Re: [PATCH v4 5/7] fs: prioritize and separate direct_io from dax_io
From: Dan Williams <hidden>
Date: 2016-05-05 16:24:20
Also in:
linux-ext4, linux-fsdevel, linux-mm, linux-xfs, lkml
On Thu, May 5, 2016 at 8:22 AM, Christoph Hellwig [off-list ref] wrote:
On Thu, May 05, 2016 at 08:15:32AM -0700, Dan Williams wrote:quoted
quoted
Agreed - makig O_DIRECT less direct than not having it is plain stupid, and I somehow missed this initially.Of course I disagree because like Dave argues in the msync case we should do the correct thing first and make it fast later, but also like Dave this arguing in circles is getting tiresome.We should do the right thing first, and make it fast later. But this proposal is not getting it right - it still does not handle errors for the fast path, but magically makes it work for direct I/O by in general using a less optional path for O_DIRECT. It's getting the worst of all choices. As far as I can tell the only sensible option is to: - always try dax-like I/O first - have a custom get_user_pages + rw_bytes fallback handles bad blocks when hitting EIO
If you're on board with more special fallbacks for dax-capable block devices that indeed opens up the thinking.

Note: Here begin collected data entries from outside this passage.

//! Hotkey emulator demo: a remote "copy" / "paste" keypad.
//!
//! The renderer shows two buttons.  Each click is translated into a
//! modifier + key chord and handed to a [`HotkeyInjector`], which is the only
//! part that touches the operating system.
//!
//! Copy and paste use the Insert-key chords (Ctrl+Insert, Shift+Insert)
//! because they work in terminals as well as in ordinary text fields.

use std::fmt;
use std::sync::Arc;

use tau_core::{
    ButtonElement, ConnectionInfo, ContainerElement, ElementId, EventHandler, LayoutId, LayoutPage,
    LayoutSet, PacketEncoder,
};
use tracing::{info, warn};

pub const LAYOUT_PAGE: &str = "LAYOUT_PAGE_ID";
pub const COPY_BUTTON: &str = "COPY";
pub const PASTE_BUTTON: &str = "PASTE";

/// Modifier held down for the duration of a chord.
#[derive(Debug, Clone, Copy, PartialEq, Eq, Hash)]
pub enum Modifier {
    Control,
    Shift,
    Alt,
}

/// Main key of a chord.
#[derive(Debug, Clone, Copy, PartialEq, Eq, Hash)]
pub enum Key {
    Insert,
    Delete,
    Home,
    End,
    PageUp,
    PageDown,
    PrintScreen,
    NumLock,
    Left,
    Up,
    Right,
    Down,
    Char(char),
}

impl Key {
    /// Keys that live in the extended block of a PC keyboard.  Injectors that
    /// synthesize scan codes must flag these, or the numeric keypad variant is
    /// produced instead.
    pub fn is_extended(self) -> bool {
        !matches!(self, Key::Char(_))
    }
}

/// Direction of one synthetic key event.
#[derive(Debug, Clone, Copy, PartialEq, Eq)]
pub enum KeyAction {
    Press,
    Release,
}

/// One synthetic key event of a chord.
#[derive(Debug, Clone, Copy, PartialEq, Eq)]
pub enum KeyStroke {
    Modifier(Modifier, KeyAction),
    Key(Key, KeyAction),
}

/// A modifier + key chord such as Ctrl+Insert.
#[derive(Debug, Clone, Copy, PartialEq, Eq, Hash)]
pub struct Hotkey {
    pub modifier: Modifier,
    pub key: Key,
}

impl Hotkey {
    pub const COPY: Hotkey = Hotkey {
        modifier: Modifier::Control,
        key: Key::Insert,
    };

    pub const PASTE: Hotkey = Hotkey {
        modifier: Modifier::Shift,
        key: Key::Insert,
    };

    /// The four events that type this chord: modifier down, key down, key up,
    /// modifier up.
    pub fn strokes(self) -> [KeyStroke; 4] {
        [
            KeyStroke::Modifier(self.modifier, KeyAction::Press),
            KeyStroke::Key(self.key, KeyAction::Press),
            KeyStroke::Key(self.key, KeyAction::Release),
            KeyStroke::Modifier(self.modifier, KeyAction::Release),
        ]
    }
}

impl fmt::Display for Hotkey {
    fn fmt(&self, f: &mut fmt::Formatter<'_>) -> fmt::Result {
        let modifier = match self.modifier {
            Modifier::Control => "Ctrl",
            Modifier::Shift => "Shift",
            Modifier::Alt => "Alt",
        };
        match self.key {
            Key::Char(c) => write!(f, "{modifier}+{}", c.to_ascii_uppercase()),
            key => write!(f, "{modifier}+{key:?}"),
        }
    }
}

/// Trait for synthesizing keyboard input on the host.
///
/// Infrastructure implementations call into the OS; test implementations
/// record calls.
#[cfg_attr(test, mockall::automock)]
pub trait HotkeyInjector: Send + Sync {
    /// Types `hotkey` on the local machine.
    fn inject(&self, hotkey: Hotkey) -> Result<(), String>;
}

/// Injector that only logs the chord.  Used on hosts without an input
/// injection backend and in headless runs.
#[derive(Debug, Default)]
pub struct LoggingHotkeyInjector;

impl HotkeyInjector for LoggingHotkeyInjector {
    fn inject(&self, hotkey: Hotkey) -> Result<(), String> {
        info!(strokes = ?hotkey.strokes(), "injecting hotkey {hotkey}");
        Ok(())
    }
}

/// Builds the keypad layout: one page with the two buttons stacked.
pub fn build_layout() -> LayoutSet {
    LayoutSet::new().push_page(LayoutPage::new(
        LAYOUT_PAGE,
        ContainerElement::vertical()
            .push(ButtonElement::new().note("copy").id(COPY_BUTTON))
            .push(ButtonElement::new().note("paste").id(PASTE_BUTTON)),
    ))
}

/// Per-connection handler of the hotkey demo.
pub struct HotkeyDemo {
    injector: Arc<dyn HotkeyInjector>,
}

impl HotkeyDemo {
    pub fn new(injector: Arc<dyn HotkeyInjector>) -> Self {
        Self { injector }
    }
}

impl EventHandler for HotkeyDemo {
    fn on_connected(&mut self, _out: &mut PacketEncoder, info: &ConnectionInfo) {
        info!(
            "client connected: remoteAddr: {}, localAddr: {}",
            info.remote_addr_dump(),
            info.local_addr_dump()
        );
    }

    fn on_request_processing_error(
        &mut self,
        _out: &mut PacketEncoder,
        layout_id: &LayoutId,
        message: &str,
    ) {
        warn!("error received from client: layout {layout_id}: {message}");
    }

    fn on_client_device_info(&mut self, out: &mut PacketEncoder, _info: &serde_json::Value) {
        if let Err(e) = out.reset_layout(&build_layout()) {
            warn!("failed to send keypad layout: {e}");
        }
    }

    fn on_button_click(&mut self, _out: &mut PacketEncoder, element_id: &ElementId) {
        let hotkey = match element_id.as_str() {
            COPY_BUTTON => Hotkey::COPY,
            PASTE_BUTTON => Hotkey::PASTE,
            _ => {
                warn!("unknown button pressed: {element_id}");
                return;
            }
        };
        if let Err(e) = self.injector.inject(hotkey) {
            warn!("failed to inject {hotkey}: {e}");
        }
    }
}

// ── Tests ─────────────────────────────────────────────────────────────────────

#[cfg(test)]
mod tests {
    use super::*;
    use std::sync::Mutex;

    use tau_core::protocol::decode_outbound;
    use tau_core::{OutboundPacket, StreamParser};

    #[derive(Default)]
    struct RecordingInjector {
        injected: Mutex<Vec<Hotkey>>,
    }

    impl HotkeyInjector for RecordingInjector {
        fn inject(&self, hotkey: Hotkey) -> Result<(), String> {
            self.injected.lock().unwrap().push(hotkey);
            Ok(())
        }
    }

    struct FailingInjector;

    impl HotkeyInjector for FailingInjector {
        fn inject(&self, _hotkey: Hotkey) -> Result<(), String> {
            Err("no input backend".to_string())
        }
    }

    fn setup() -> (HotkeyDemo, Arc<RecordingInjector>) {
        let injector = Arc::new(RecordingInjector::default());
        (HotkeyDemo::new(injector.clone()), injector)
    }

    #[test]
    fn test_copy_and_paste_map_to_insert_chords() {
        // Arrange
        let (mut demo, injector) = setup();
        let mut out = PacketEncoder::new(Vec::new());

        // Act
        demo.on_button_click(&mut out, &ElementId::new(COPY_BUTTON));
        demo.on_button_click(&mut out, &ElementId::new(PASTE_BUTTON));

        // Assert
        assert_eq!(
            *injector.injected.lock().unwrap(),
            vec![Hotkey::COPY, Hotkey::PASTE]
        );
        assert_eq!(out.packets_sent(), 0);
    }

    #[test]
    fn test_each_click_injects_exactly_one_chord() {
        let mut injector = MockHotkeyInjector::new();
        injector
            .expect_inject()
            .with(mockall::predicate::eq(Hotkey::PASTE))
            .times(2)
            .returning(|_| Ok(()));
        let mut demo = HotkeyDemo::new(Arc::new(injector));
        let mut out = PacketEncoder::new(Vec::new());

        demo.on_button_click(&mut out, &ElementId::new(PASTE_BUTTON));
        demo.on_button_click(&mut out, &ElementId::new(PASTE_BUTTON));
    }

    #[test]
    fn test_unknown_button_injects_nothing() {
        let (mut demo, injector) = setup();
        let mut out = PacketEncoder::new(Vec::new());
        demo.on_button_click(&mut out, &ElementId::new("BUTTON_1"));
        assert!(injector.injected.lock().unwrap().is_empty());
    }

    #[test]
    fn test_injector_failure_is_not_fatal() {
        let mut demo = HotkeyDemo::new(Arc::new(FailingInjector));
        let mut out = PacketEncoder::new(Vec::new());
        demo.on_button_click(&mut out, &ElementId::new(COPY_BUTTON));
    }

    #[test]
    fn test_device_info_sends_keypad_layout() {
        let (mut demo, _injector) = setup();
        let sink = Arc::new(Mutex::new(Vec::<u8>::new()));

        #[derive(Clone)]
        struct Shared(Arc<Mutex<Vec<u8>>>);
        impl tau_core::PacketSink for Shared {
            fn send(&mut self, frame: &[u8]) {
                self.0.lock().unwrap().extend_from_slice(frame);
            }
        }

        let mut out = PacketEncoder::new(Shared(sink.clone()));
        demo.on_client_device_info(&mut out, &serde_json::Value::Null);

        let bytes = sink.lock().unwrap().clone();
        let frames = StreamParser::default().feed(&bytes).unwrap();
        assert_eq!(frames.len(), 1);
        let OutboundPacket::ResetLayout { layout } = decode_outbound(frames[0].payload()).unwrap()
        else {
            panic!("expected resetLayout");
        };
        assert_eq!(layout.start_page, LAYOUT_PAGE);
        let json = serde_json::to_string(&layout).unwrap();
        assert!(json.contains("\"COPY\"") && json.contains("\"PASTE\""));
    }

    #[test]
    fn test_chord_strokes_release_in_reverse_order() {
        assert_eq!(
            Hotkey::PASTE.strokes(),
            [
                KeyStroke::Modifier(Modifier::Shift, KeyAction::Press),
                KeyStroke::Key(Key::Insert, KeyAction::Press),
                KeyStroke::Key(Key::Insert, KeyAction::Release),
                KeyStroke::Modifier(Modifier::Shift, KeyAction::Release),
            ]
        );
    }

    #[test]
    fn test_hotkey_display() {
        assert_eq!(Hotkey::COPY.to_string(), "Ctrl+Insert");
        assert_eq!(
            Hotkey {
                modifier: Modifier::Control,
                key: Key::Char('v')
            }
            .to_string(),
            "Ctrl+V"
        );
    }

    #[test]
    fn test_only_navigation_keys_are_extended() {
        assert!(Key::Insert.is_extended());
        assert!(Key::Down.is_extended());
        assert!(!Key::Char('c').is_extended());
    }
}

The O_DIRECT approach was meant to keep the error clearing model close to the traditional block device case, but yes that does constrain the implementation in sub-optimal ways. However, we still have the alignment problem in the rw_bytes case, how do we communicate to the application that only writes with a certain size/alignment will clear errors? That forced alignment assumption was the other appeal of O_DIRECT. Perhaps we can at least start with hole punching and block reallocation as the error clearing method while we think more about the write-to-clear case?
And then we need to sort out the concurrent write synchronization. Again there I think we absolutely have to obey Posix for the !O_DIRECT case and can avoid it for O_DIRECT, similar to the existing non-DAX semantics. If we want any special additional semantics we _will_ need a special O_DAX flag.
Ok, makes sense.